Now that analysis of the organization of the human genome sequence is reaching completion, studies of the finely tuned chromatin epigenetic networks, DNA methylation and histone modifications, are required to determine how the same DNA sequence generates different cells, lineages and organs, i.e. the phenotype. Maternal nutrition, behaviour and metabolic disturbances as well as other environmental factors have been shown to have major effects on these epigenetic processes, potentially affecting the predisposition of offspring to obesity and related adult disorders. The March 2006 Stock Conference considered the latest evidence from studies in the field of obesity and other related areas that elucidate mechanisms by which the environment can modify gene expression and the resulting individual phenotype.
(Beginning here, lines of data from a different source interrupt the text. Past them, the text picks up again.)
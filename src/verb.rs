//! Verb classification for record action names.
//!
//! A record's [`Verb`] is never stored independently: it is derived from the
//! action name every time it is asked for.
//!
//! ```rust
//! use actdef::{classify_verb, Verb};
//!
//! assert_eq!(classify_verb(Some("getUser")), Some(Verb::Get));
//! assert_eq!(classify_verb(Some("listAll")), Some(Verb::List));
//! assert_eq!(classify_verb(Some("frobnicate")), Some(Verb::Check));
//! assert_eq!(classify_verb(None), None);
//! ```

use serde::{Deserialize, Serialize};
use std::fmt;
use std::str::FromStr;

/// The canonical operation category of a record.
#[derive(Clone, Copy, Debug, PartialEq, Eq, Hash, Serialize, Deserialize)]
#[serde(rename_all = "UPPERCASE")]
pub enum Verb {
    Get,
    Set,
    Add,
    Delete,
    List,
    Check,
}

impl Verb {
    /// Upper-case name, as used in the plain object form.
    #[must_use]
    pub const fn as_str(&self) -> &'static str {
        match self {
            Verb::Get => "GET",
            Verb::Set => "SET",
            Verb::Add => "ADD",
            Verb::Delete => "DELETE",
            Verb::List => "LIST",
            Verb::Check => "CHECK",
        }
    }
}

impl fmt::Display for Verb {
    fn fmt(&self, f: &mut fmt::Formatter<'_>) -> fmt::Result {
        f.write_str(self.as_str())
    }
}

impl FromStr for Verb {
    type Err = crate::Error;

    fn from_str(s: &str) -> crate::Result<Self> {
        match s.to_ascii_uppercase().as_str() {
            "GET" => Ok(Verb::Get),
            "SET" => Ok(Verb::Set),
            "ADD" => Ok(Verb::Add),
            "DELETE" => Ok(Verb::Delete),
            "LIST" => Ok(Verb::List),
            "CHECK" => Ok(Verb::Check),
            _ => Err(crate::Error::format(format!("unknown verb {s:?}"))),
        }
    }
}

// Consulted after the primary rules, before falling back to CHECK.
const SYNONYMS: &[(&str, Verb)] = &[
    ("update", Verb::Set),
    ("modify", Verb::Set),
    ("change", Verb::Set),
    ("edit", Verb::Set),
    ("put", Verb::Set),
    ("enable", Verb::Set),
    ("disable", Verb::Set),
    ("create", Verb::Add),
    ("insert", Verb::Add),
    ("new", Verb::Add),
    ("register", Verb::Add),
    ("append", Verb::Add),
    ("remove", Verb::Delete),
    ("del", Verb::Delete),
    ("drop", Verb::Delete),
    ("clear", Verb::Delete),
    ("fetch", Verb::Get),
    ("read", Verb::Get),
    ("find", Verb::Get),
    ("load", Verb::Get),
    ("show", Verb::Get),
    ("is", Verb::Check),
    ("has", Verb::Check),
    ("validate", Verb::Check),
    ("verify", Verb::Check),
];

/// Derives the verb category from a free-form action name.
///
/// Rules are checked in order and the first match wins: empty or missing
/// names have no verb; the prefixes `get`, `set`, `add` and `delete` map to
/// their verbs; any name containing `list` (in any case) is [`Verb::List`];
/// the prefix `check` is [`Verb::Check`]. Common synonyms such as `update` or
/// `create` are tried next. Anything else is classified as [`Verb::Check`].
#[must_use]
pub fn classify_verb(action_name: Option<&str>) -> Option<Verb> {
    let name = match action_name {
        Some(name) if !name.is_empty() => name,
        _ => return None,
    };

    let verb = if name.starts_with("get") {
        Verb::Get
    } else if name.starts_with("set") {
        Verb::Set
    } else if name.starts_with("add") {
        Verb::Add
    } else if name.starts_with("delete") {
        Verb::Delete
    } else if name.to_lowercase().contains("list") {
        Verb::List
    } else if name.starts_with("check") {
        Verb::Check
    } else {
        SYNONYMS
            .iter()
            .find(|(prefix, _)| name.starts_with(prefix))
            .map_or(Verb::Check, |(_, verb)| *verb)
    };

    Some(verb)
}

#[cfg(test)]
mod tests {
    use super::*;

    #[test]
    fn test_primary_rules() {
        assert_eq!(classify_verb(Some("getUser")), Some(Verb::Get));
        assert_eq!(classify_verb(Some("setName")), Some(Verb::Set));
        assert_eq!(classify_verb(Some("addItem")), Some(Verb::Add));
        assert_eq!(classify_verb(Some("deleteAll")), Some(Verb::Delete));
        assert_eq!(classify_verb(Some("listAll")), Some(Verb::List));
        assert_eq!(classify_verb(Some("checkHealth")), Some(Verb::Check));
    }

    #[test]
    fn test_rule_order() {
        // Prefix rules win over the substring rule.
        assert_eq!(classify_verb(Some("getList")), Some(Verb::Get));
        assert_eq!(classify_verb(Some("addToList")), Some(Verb::Add));
        // Substring match is case-insensitive and beats synonyms.
        assert_eq!(classify_verb(Some("userLIST")), Some(Verb::List));
        assert_eq!(classify_verb(Some("updateList")), Some(Verb::List));
        assert_eq!(classify_verb(Some("checklist")), Some(Verb::List));
    }

    #[test]
    fn test_empty_and_missing() {
        assert_eq!(classify_verb(None), None);
        assert_eq!(classify_verb(Some("")), None);
    }

    #[test]
    fn test_fallback_and_synonyms() {
        assert_eq!(classify_verb(Some("frobnicate")), Some(Verb::Check));
        assert_eq!(classify_verb(Some("update")), Some(Verb::Set));
        assert_eq!(classify_verb(Some("create")), Some(Verb::Add));
        assert_eq!(classify_verb(Some("remove")), Some(Verb::Delete));
        assert_eq!(classify_verb(Some("fetch")), Some(Verb::Get));
        // Prefixes are case-sensitive.
        assert_eq!(classify_verb(Some("GetUser")), Some(Verb::Check));
    }

    #[test]
    fn test_display_and_parse() {
        assert_eq!(Verb::Delete.to_string(), "DELETE");
        assert_eq!("list".parse::<Verb>().unwrap(), Verb::List);
        assert!("nope".parse::<Verb>().is_err());
    }
}
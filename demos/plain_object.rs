//! Print the plain-object view of a document as JSON.
//!
//! Run with: cargo run --example plain_object

use actdef::parse;
use std::error::Error;

fn main() -> Result<(), Box<dyn Error>> {
    let tree = parse(
        "user.get    // Fetch a user\n    id required\n    @options\n    [fields=\"*\"]\n",
    )?;

    let json = serde_json::to_string_pretty(&tree.to_plain_object())?;
    println!("{}", json);

    Ok(())
}
use actdef::{parse, Field, Record, SerializeOptions, Tree, Verb};

const ACCOUNTS: &str = "\
// Account management
user.profile.update    // Updates a profile
    username    maxLength=\"32\"
    password?
    @audit
    [reason=\"manual\"] // Why the change was made

user.list    // All users
    [page=\"1\"] min=1
    [pageSize=\"20\"] min=1 max=100

user.delete
    id required

order.create
";

#[test]
fn test_parse_document() {
    let tree = parse(ACCOUNTS).unwrap();
    let names: Vec<_> = tree.list_record_names().collect();
    assert_eq!(
        names,
        vec!["user.profile.update", "user.list", "user.delete", "order.create"]
    );

    let verbs: Vec<_> = tree.list_records().map(Record::verb).collect();
    assert_eq!(
        verbs,
        vec![
            Some(Verb::Set),
            Some(Verb::List),
            Some(Verb::Delete),
            Some(Verb::Add)
        ]
    );
}

#[test]
fn test_end_to_end_example() {
    let tree = parse(ACCOUNTS).unwrap();
    let record = tree.get_record("user.profile.update").unwrap();

    assert_eq!(record.entity_name(), "user");
    assert_eq!(record.property_name(), Some("profile"));
    assert_eq!(record.action_name(), Some("update"));
    assert_eq!(record.description(), Some("Updates a profile"));

    let main = record.main_section();
    assert_eq!(main.len(), 2);
    assert_eq!(
        main.get_field("username").unwrap().get_attribute("maxLength"),
        Some("32")
    );
    assert!(main.get_field("password").unwrap().is_optional());

    let reason = record.get_field("audit", "reason").unwrap();
    assert_eq!(reason.default_value(), Some("manual"));
    assert_eq!(reason.description(), Some("Why the change was made"));
}

#[test]
fn test_structural_round_trip() {
    let tree = parse(ACCOUNTS).unwrap();
    let text = tree.serialize();
    println!("Serialized:\n{}", text);

    let back = parse(&text).unwrap();
    assert_eq!(back, tree);
    // Serializing again is a fixed point.
    assert_eq!(back.serialize(), text);
}

#[test]
fn test_round_trip_with_quotes_and_newlines() {
    let mut tree = Tree::new();
    let record = tree
        .add_record("note", None, Some("add"), Some("Adds a \"note\"\nwith two lines"))
        .unwrap();
    record
        .add_field(
            Field::optional("body", Some("say \"hi\" & it's\nfine"))
                .unwrap()
                .with_attribute("pattern", r"^\w+$")
                .with_description("Text & \"quotes\""),
        )
        .unwrap();

    let text = tree.serialize();
    assert!(!text.contains("\nwith"));
    let back = parse(&text).unwrap();
    assert_eq!(back, tree);
}

#[test]
fn test_build_then_parse() {
    let mut tree = Tree::new();
    tree.add_record("ping", None, None, None).unwrap();
    let record = tree
        .add_record("config", Some("server.http"), Some("setPort"), None)
        .unwrap();
    record
        .add_field(
            Field::optional("port", Some("8080"))
                .unwrap()
                .with_attribute("min", 1)
                .with_attribute("max", 65535)
                .with_description("Port number"),
        )
        .unwrap();

    let text = tree.serialize();
    assert_eq!(
        text,
        "ping\n\nconfig.server.http.setPort\n    [port=\"8080\"] min=\"1\" max=\"65535\" // Port number\n"
    );

    let back = parse(&text).unwrap();
    let record = back.get_record("config.server.http.setPort").unwrap();
    assert_eq!(record.property_name(), Some("server.http"));
    assert_eq!(record.verb(), Some(Verb::Set));
}

#[test]
fn test_duplicate_rejection_leaves_state() {
    let mut tree = Tree::new();
    let record = tree.add_record("a", None, Some("get"), None).unwrap();
    record.add_section("extra").unwrap();
    record.add_field(Field::required("x").unwrap()).unwrap();

    assert!(record.add_section("extra").unwrap_err().is_duplicate());
    assert!(record
        .add_field(Field::optional("x", None).unwrap())
        .unwrap_err()
        .is_duplicate());
    assert!(!record.get_field("main", "x").unwrap().is_optional());

    assert!(tree
        .add_record("a", None, Some("get"), None)
        .unwrap_err()
        .is_duplicate());
    assert_eq!(tree.len(), 1);
}

#[test]
fn test_parse_error_reports_line() {
    let text = "a\n    x\n    [y=\"1\"\n";
    let err = parse(text).unwrap_err();
    assert!(err.is_format());
    assert_eq!(err.line(), Some(3));
    let message = err.to_string();
    println!("{}", message);
    assert!(message.contains("Line 3"));
    assert!(message.contains("[y=\"1\""));
}

#[test]
fn test_mutation_after_parse() {
    let mut tree = parse(ACCOUNTS).unwrap();
    let record = tree.get_record_mut("user.delete").unwrap();
    record.set_description(Some("Removes a user"));
    record
        .get_section_mut("main")
        .unwrap()
        .get_field_mut("id")
        .unwrap()
        .delete_attribute("required");
    tree.delete_record("order.create");

    let text = tree.serialize_with_options(&SerializeOptions::new().with_comment_padding(1));
    assert!(text.contains("user.delete // Removes a user\n    id\n"));
    assert!(!text.contains("order.create"));
}

#[test]
fn test_hyphenated_names_round_trip() {
    let mut tree = Tree::new();
    let record = tree.add_record("user", None, Some("get"), None).unwrap();
    record.add_field(Field::required("user-id").unwrap()).unwrap();
    record
        .add_field_to("my-sec", Field::optional("max-len", Some("8")).unwrap())
        .unwrap();

    let text = tree.serialize();
    assert_eq!(
        text,
        "user.get\n    user-id\n    @my-sec\n    [max-len=\"8\"]\n"
    );

    let back = parse(&text).unwrap();
    assert_eq!(back, tree);
    let record = back.get_record("user.get").unwrap();
    assert_eq!(record.get_field("main", "user-id").unwrap().attribute_count(), 0);
    let sections: Vec<_> = record.list_sections().map(|s| s.name()).collect();
    assert_eq!(sections, vec!["main", "my-sec"]);
}

#[test]
fn test_property_without_action_is_rejected() {
    let mut tree = Tree::new();
    let err = tree.add_record("user", Some("profile"), None, None).unwrap_err();
    assert!(err.is_validation());
    assert!(tree.is_empty());
}
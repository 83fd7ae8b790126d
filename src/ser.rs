//! Text serialization.
//!
//! The [`Serializer`] writes fields, sections, records and whole trees into
//! a single output buffer. The `serialize` methods on the model types are thin
//! wrappers around it.
//!
//! ## Layout
//!
//! - A record starts with its full name, followed by `// description` when it
//!   has one.
//! - Section headers (`@name`) and field lines are indented by
//!   [`SerializeOptions::indent`] spaces. The main section has no header.
//! - Records are separated by a blank line.
//!
//! ```rust
//! use actdef::{Serializer, SerializeOptions, Tree, Field};
//!
//! let mut tree = Tree::new();
//! tree.add_record("ping", None, None, None).unwrap()
//!     .add_field(Field::required("host").unwrap()).unwrap();
//!
//! let mut serializer = Serializer::new(SerializeOptions::default());
//! serializer.write_tree(&tree);
//! assert_eq!(serializer.into_inner(), "ping\n    host\n");
//! ```

use crate::escape::{escape_description, escape_value};
use crate::{Field, Record, Section, SerializeOptions, Tree};

/// Writes definition trees into text.
pub struct Serializer {
    output: String,
    options: SerializeOptions,
}

impl Serializer {
    /// Creates a serializer with an empty output buffer.
    ///
    /// An indent of 0 is written as 1, since an unindented field line would
    /// read back as a record.
    pub fn new(options: SerializeOptions) -> Self {
        Serializer {
            output: String::with_capacity(256),
            options,
        }
    }

    /// Consumes the serializer and returns everything written so far.
    pub fn into_inner(self) -> String {
        self.output
    }

    fn write_indent(&mut self) {
        for _ in 0..self.options.indent.max(1) {
            self.output.push(' ');
        }
    }

    fn write_quoted(&mut self, value: &str) {
        self.output.push('"');
        self.output.push_str(&escape_value(value));
        self.output.push('"');
    }

    /// Writes one field line, without indentation or newline.
    pub fn write_field(&mut self, field: &Field) {
        let start = self.output.len();

        match (field.is_optional(), field.default_value()) {
            (true, Some(default)) => {
                self.output.push('[');
                self.output.push_str(field.name());
                self.output.push('=');
                self.write_quoted(default);
                self.output.push(']');
            }
            (true, None) => {
                self.output.push_str(field.name());
                self.output.push('?');
            }
            (false, _) => self.output.push_str(field.name()),
        }

        for (name, value) in field.attributes() {
            self.output.push(' ');
            self.output.push_str(name);
            if let Some(value) = value {
                self.output.push('=');
                self.write_quoted(value);
            }
        }

        if let Some(description) = field.description() {
            self.output.push_str(" // ");
            self.output.push_str(&escape_description(description));
        }

        let kept = self.output[start..].trim_end().len();
        self.output.truncate(start + kept);
    }

    /// Writes a section: its `@name` header (skipped for `main`) followed by
    /// one indented line per field.
    pub fn write_section(&mut self, section: &Section) {
        if !section.is_main() {
            self.write_indent();
            self.output.push('@');
            self.output.push_str(section.name());
            self.output.push('\n');
        }
        for field in section.list_fields() {
            self.write_indent();
            self.write_field(field);
            self.output.push('\n');
        }
    }

    /// Writes the record's header line and then each of its sections.
    pub fn write_record(&mut self, record: &Record) {
        self.output.push_str(&record.full_name());
        if let Some(description) = record.description() {
            for _ in 0..self.options.comment_padding {
                self.output.push(' ');
            }
            self.output.push_str("// ");
            self.output.push_str(&escape_description(description));
            let kept = self.output.trim_end().len();
            self.output.truncate(kept);
        }
        self.output.push('\n');

        for section in record.list_sections() {
            self.write_section(section);
        }
    }

    /// Writes every record, separated by blank lines.
    pub fn write_tree(&mut self, tree: &Tree) {
        for (index, record) in tree.list_records().enumerate() {
            if index > 0 {
                self.output.push('\n');
            }
            self.write_record(record);
        }
    }
}
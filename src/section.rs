//! Sections: named groups of fields inside a record.
//!
//! Every record owns a section called [`MAIN_SECTION`]. It is the default
//! target for field operations and is written without an `@` header.

use crate::error::{validate_identifier, NameKind, Result};
use crate::field::Field;
use crate::map::NamedMap;

/// Name of the implicit section every record carries.
pub const MAIN_SECTION: &str = "main";

/// An insertion-ordered collection of uniquely named fields.
#[derive(Clone, Debug, PartialEq)]
pub struct Section {
    name: String,
    fields: NamedMap<Field>,
}

impl Section {
    /// Creates an empty section.
    ///
    /// # Errors
    ///
    /// Returns a validation error if `name` is empty or holds anything other
    /// than letters, digits, `_`, `-` and `.`.
    pub fn new(name: impl Into<String>) -> Result<Self> {
        let name = name.into();
        validate_identifier(NameKind::Section, &name)?;
        Ok(Section {
            name,
            fields: NamedMap::new(),
        })
    }

    pub(crate) fn main() -> Self {
        Section {
            name: MAIN_SECTION.to_string(),
            fields: NamedMap::new(),
        }
    }

    /// The section's name.
    #[must_use]
    pub fn name(&self) -> &str {
        &self.name
    }

    /// True for the implicit `main` section.
    #[must_use]
    pub fn is_main(&self) -> bool {
        self.name == MAIN_SECTION
    }

    /// Adds a field, failing if one with the same name already exists.
    ///
    /// ```rust
    /// use actdef::{Field, Section};
    ///
    /// let mut section = Section::new("auth").unwrap();
    /// section.add_field(Field::required("token").unwrap()).unwrap();
    /// let err = section.add_field(Field::required("token").unwrap()).unwrap_err();
    /// assert!(err.is_duplicate());
    /// ```
    pub fn add_field(&mut self, field: Field) -> Result<&mut Field> {
        let name = field.name().to_string();
        self.fields.insert_new(name, field, NameKind::Field)
    }

    /// Inserts a field, replacing any existing field of the same name.
    pub fn set_field(&mut self, field: Field) -> Option<Field> {
        let name = field.name().to_string();
        self.fields.insert(name, field)
    }

    /// Looks a field up by name.
    #[must_use]
    pub fn get_field(&self, name: &str) -> Option<&Field> {
        self.fields.get(name)
    }

    pub fn get_field_mut(&mut self, name: &str) -> Option<&mut Field> {
        self.fields.get_mut(name)
    }

    #[must_use]
    pub fn has_field(&self, name: &str) -> bool {
        self.fields.contains(name)
    }

    /// Removes a field, keeping the order of the others.
    pub fn delete_field(&mut self, name: &str) -> Option<Field> {
        self.fields.remove(name)
    }

    /// Iterates fields in insertion order.
    pub fn list_fields(&self) -> impl Iterator<Item = &Field> + '_ {
        self.fields.values()
    }

    /// Number of fields.
    #[must_use]
    pub fn len(&self) -> usize {
        self.fields.len()
    }

    #[must_use]
    pub fn is_empty(&self) -> bool {
        self.fields.is_empty()
    }

    /// Renders the section with `indent` spaces before every line.
    ///
    /// The main section emits only its field lines; other sections start
    /// with an `@name` header. Every line ends with a newline.
    #[must_use]
    pub fn serialize(&self, indent: usize) -> String {
        let options = crate::SerializeOptions::new().with_indent(indent);
        let mut serializer = crate::ser::Serializer::new(options);
        serializer.write_section(self);
        serializer.into_inner()
    }
}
Presentations included evaluation of the molecular basis of epigenetic memory and the nature of relevant sequence targets, windows of susceptibility, and maternal dietary and behavioural factors that determine epigenetic changes. Imprinted genes, age and tissue-related exposures, transgenerational and potential interventions were also discussed. In summary, it is clear that epigenetic alterations can no longer be ignored in evaluations of the causes of obesity and its associated disorders. There is a need for systematic large-scale epigenetic studies of obesity, employing appropriate strategies and techniques and appropriately chosen environmental factors in critical spatio-temporal windows.